Comb the records below for the string "filter" and copy each line where it turns up.

--- START ---

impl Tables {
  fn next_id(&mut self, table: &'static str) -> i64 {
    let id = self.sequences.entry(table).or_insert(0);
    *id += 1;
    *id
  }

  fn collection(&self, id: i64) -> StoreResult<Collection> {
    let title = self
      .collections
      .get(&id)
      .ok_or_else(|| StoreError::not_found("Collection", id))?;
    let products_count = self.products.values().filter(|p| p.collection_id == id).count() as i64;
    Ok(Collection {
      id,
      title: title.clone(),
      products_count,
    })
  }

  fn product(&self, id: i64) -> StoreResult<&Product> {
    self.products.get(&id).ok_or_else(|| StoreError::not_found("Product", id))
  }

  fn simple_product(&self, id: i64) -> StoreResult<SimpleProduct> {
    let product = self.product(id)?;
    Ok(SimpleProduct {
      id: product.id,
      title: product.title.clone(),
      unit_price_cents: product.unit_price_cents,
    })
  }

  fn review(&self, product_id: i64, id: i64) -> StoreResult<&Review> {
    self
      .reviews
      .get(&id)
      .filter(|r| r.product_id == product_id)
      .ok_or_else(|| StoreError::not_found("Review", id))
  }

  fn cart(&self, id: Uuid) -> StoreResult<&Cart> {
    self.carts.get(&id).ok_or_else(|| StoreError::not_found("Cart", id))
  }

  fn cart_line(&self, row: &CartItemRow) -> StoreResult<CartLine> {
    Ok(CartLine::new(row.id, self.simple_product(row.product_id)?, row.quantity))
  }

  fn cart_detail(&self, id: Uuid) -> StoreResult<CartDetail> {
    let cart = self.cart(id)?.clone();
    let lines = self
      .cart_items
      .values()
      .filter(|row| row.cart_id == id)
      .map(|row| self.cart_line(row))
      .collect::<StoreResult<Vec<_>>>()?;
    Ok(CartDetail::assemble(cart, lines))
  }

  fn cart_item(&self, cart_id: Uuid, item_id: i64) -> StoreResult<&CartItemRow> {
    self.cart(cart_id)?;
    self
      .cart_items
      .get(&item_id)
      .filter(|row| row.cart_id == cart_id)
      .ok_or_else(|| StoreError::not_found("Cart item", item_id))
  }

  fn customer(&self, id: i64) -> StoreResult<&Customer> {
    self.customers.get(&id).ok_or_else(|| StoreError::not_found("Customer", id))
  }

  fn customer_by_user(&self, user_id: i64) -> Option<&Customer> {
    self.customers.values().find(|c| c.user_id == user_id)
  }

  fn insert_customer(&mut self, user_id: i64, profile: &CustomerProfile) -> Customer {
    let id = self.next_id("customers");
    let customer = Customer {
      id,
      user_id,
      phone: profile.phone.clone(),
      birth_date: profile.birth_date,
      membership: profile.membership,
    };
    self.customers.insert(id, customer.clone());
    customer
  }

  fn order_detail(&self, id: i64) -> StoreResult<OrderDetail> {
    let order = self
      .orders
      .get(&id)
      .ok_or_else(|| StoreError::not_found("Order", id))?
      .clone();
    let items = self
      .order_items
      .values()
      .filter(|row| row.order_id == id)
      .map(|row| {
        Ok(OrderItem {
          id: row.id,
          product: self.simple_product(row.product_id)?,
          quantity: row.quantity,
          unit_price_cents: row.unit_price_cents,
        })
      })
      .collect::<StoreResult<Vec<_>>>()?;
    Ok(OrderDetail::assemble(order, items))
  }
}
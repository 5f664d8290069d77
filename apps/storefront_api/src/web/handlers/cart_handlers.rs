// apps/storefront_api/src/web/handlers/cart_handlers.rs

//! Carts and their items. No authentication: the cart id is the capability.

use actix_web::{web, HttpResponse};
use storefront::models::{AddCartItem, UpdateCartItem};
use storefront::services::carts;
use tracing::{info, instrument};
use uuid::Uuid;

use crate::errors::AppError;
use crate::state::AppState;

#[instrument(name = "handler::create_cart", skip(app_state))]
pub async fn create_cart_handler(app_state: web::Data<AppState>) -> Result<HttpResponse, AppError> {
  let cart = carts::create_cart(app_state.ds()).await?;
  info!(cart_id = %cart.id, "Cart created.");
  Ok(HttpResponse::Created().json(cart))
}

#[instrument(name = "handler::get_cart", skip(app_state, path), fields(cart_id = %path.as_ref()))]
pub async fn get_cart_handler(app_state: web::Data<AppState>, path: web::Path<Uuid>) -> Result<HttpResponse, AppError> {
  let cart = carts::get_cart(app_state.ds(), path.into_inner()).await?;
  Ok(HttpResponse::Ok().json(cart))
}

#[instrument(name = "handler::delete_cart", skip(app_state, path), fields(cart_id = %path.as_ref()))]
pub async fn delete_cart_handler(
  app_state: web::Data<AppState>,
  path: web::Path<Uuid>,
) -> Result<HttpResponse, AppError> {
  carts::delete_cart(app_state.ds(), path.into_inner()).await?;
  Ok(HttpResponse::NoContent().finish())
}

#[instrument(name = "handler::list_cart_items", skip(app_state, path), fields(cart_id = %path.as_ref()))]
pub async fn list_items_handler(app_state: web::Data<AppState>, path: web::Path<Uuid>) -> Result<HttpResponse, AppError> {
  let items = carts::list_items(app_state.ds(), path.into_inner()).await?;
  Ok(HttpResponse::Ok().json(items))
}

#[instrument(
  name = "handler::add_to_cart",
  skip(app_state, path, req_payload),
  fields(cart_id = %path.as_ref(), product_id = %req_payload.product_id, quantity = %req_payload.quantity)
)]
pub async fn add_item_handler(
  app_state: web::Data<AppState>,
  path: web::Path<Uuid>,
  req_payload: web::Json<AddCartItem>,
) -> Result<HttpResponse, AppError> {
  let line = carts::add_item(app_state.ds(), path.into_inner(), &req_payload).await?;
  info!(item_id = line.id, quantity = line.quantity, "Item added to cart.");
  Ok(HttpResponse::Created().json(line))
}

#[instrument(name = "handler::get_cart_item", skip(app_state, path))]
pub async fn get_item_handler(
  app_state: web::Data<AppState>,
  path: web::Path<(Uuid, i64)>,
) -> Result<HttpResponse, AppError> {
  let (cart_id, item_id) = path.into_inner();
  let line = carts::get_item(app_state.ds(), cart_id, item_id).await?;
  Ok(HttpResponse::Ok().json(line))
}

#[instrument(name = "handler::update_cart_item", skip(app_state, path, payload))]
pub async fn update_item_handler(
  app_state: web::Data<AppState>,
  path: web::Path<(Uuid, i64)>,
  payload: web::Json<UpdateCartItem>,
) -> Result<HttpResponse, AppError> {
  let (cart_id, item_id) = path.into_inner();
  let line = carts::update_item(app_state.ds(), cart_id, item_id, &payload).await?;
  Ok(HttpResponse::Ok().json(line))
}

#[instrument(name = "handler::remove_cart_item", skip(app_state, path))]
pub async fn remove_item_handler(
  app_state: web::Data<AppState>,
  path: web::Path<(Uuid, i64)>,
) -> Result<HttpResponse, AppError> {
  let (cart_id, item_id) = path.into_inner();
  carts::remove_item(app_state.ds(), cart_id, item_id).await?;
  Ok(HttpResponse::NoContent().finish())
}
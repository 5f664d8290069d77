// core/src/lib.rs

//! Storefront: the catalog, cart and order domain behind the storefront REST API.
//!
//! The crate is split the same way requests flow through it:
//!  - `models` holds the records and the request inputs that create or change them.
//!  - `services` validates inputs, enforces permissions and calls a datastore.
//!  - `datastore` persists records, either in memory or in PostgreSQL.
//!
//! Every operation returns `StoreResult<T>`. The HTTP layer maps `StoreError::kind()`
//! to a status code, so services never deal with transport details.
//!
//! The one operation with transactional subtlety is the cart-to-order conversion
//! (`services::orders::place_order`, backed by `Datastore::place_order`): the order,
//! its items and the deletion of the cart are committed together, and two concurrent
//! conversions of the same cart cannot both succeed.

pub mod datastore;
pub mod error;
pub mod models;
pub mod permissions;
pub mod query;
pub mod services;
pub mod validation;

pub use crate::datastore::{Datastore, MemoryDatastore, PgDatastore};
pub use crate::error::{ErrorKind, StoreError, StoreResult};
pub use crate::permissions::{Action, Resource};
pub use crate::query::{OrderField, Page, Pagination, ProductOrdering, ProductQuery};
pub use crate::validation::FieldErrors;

--- END ---

ANSWER FOR THE TASK:
    let products_count = self.products.values().filter(|p| p.collection_id == id).count() as i64;
      .filter(|r| r.product_id == product_id)
      .filter(|row| row.cart_id == id)
      .filter(|row| row.cart_id == cart_id)
      .filter(|row| row.order_id == id)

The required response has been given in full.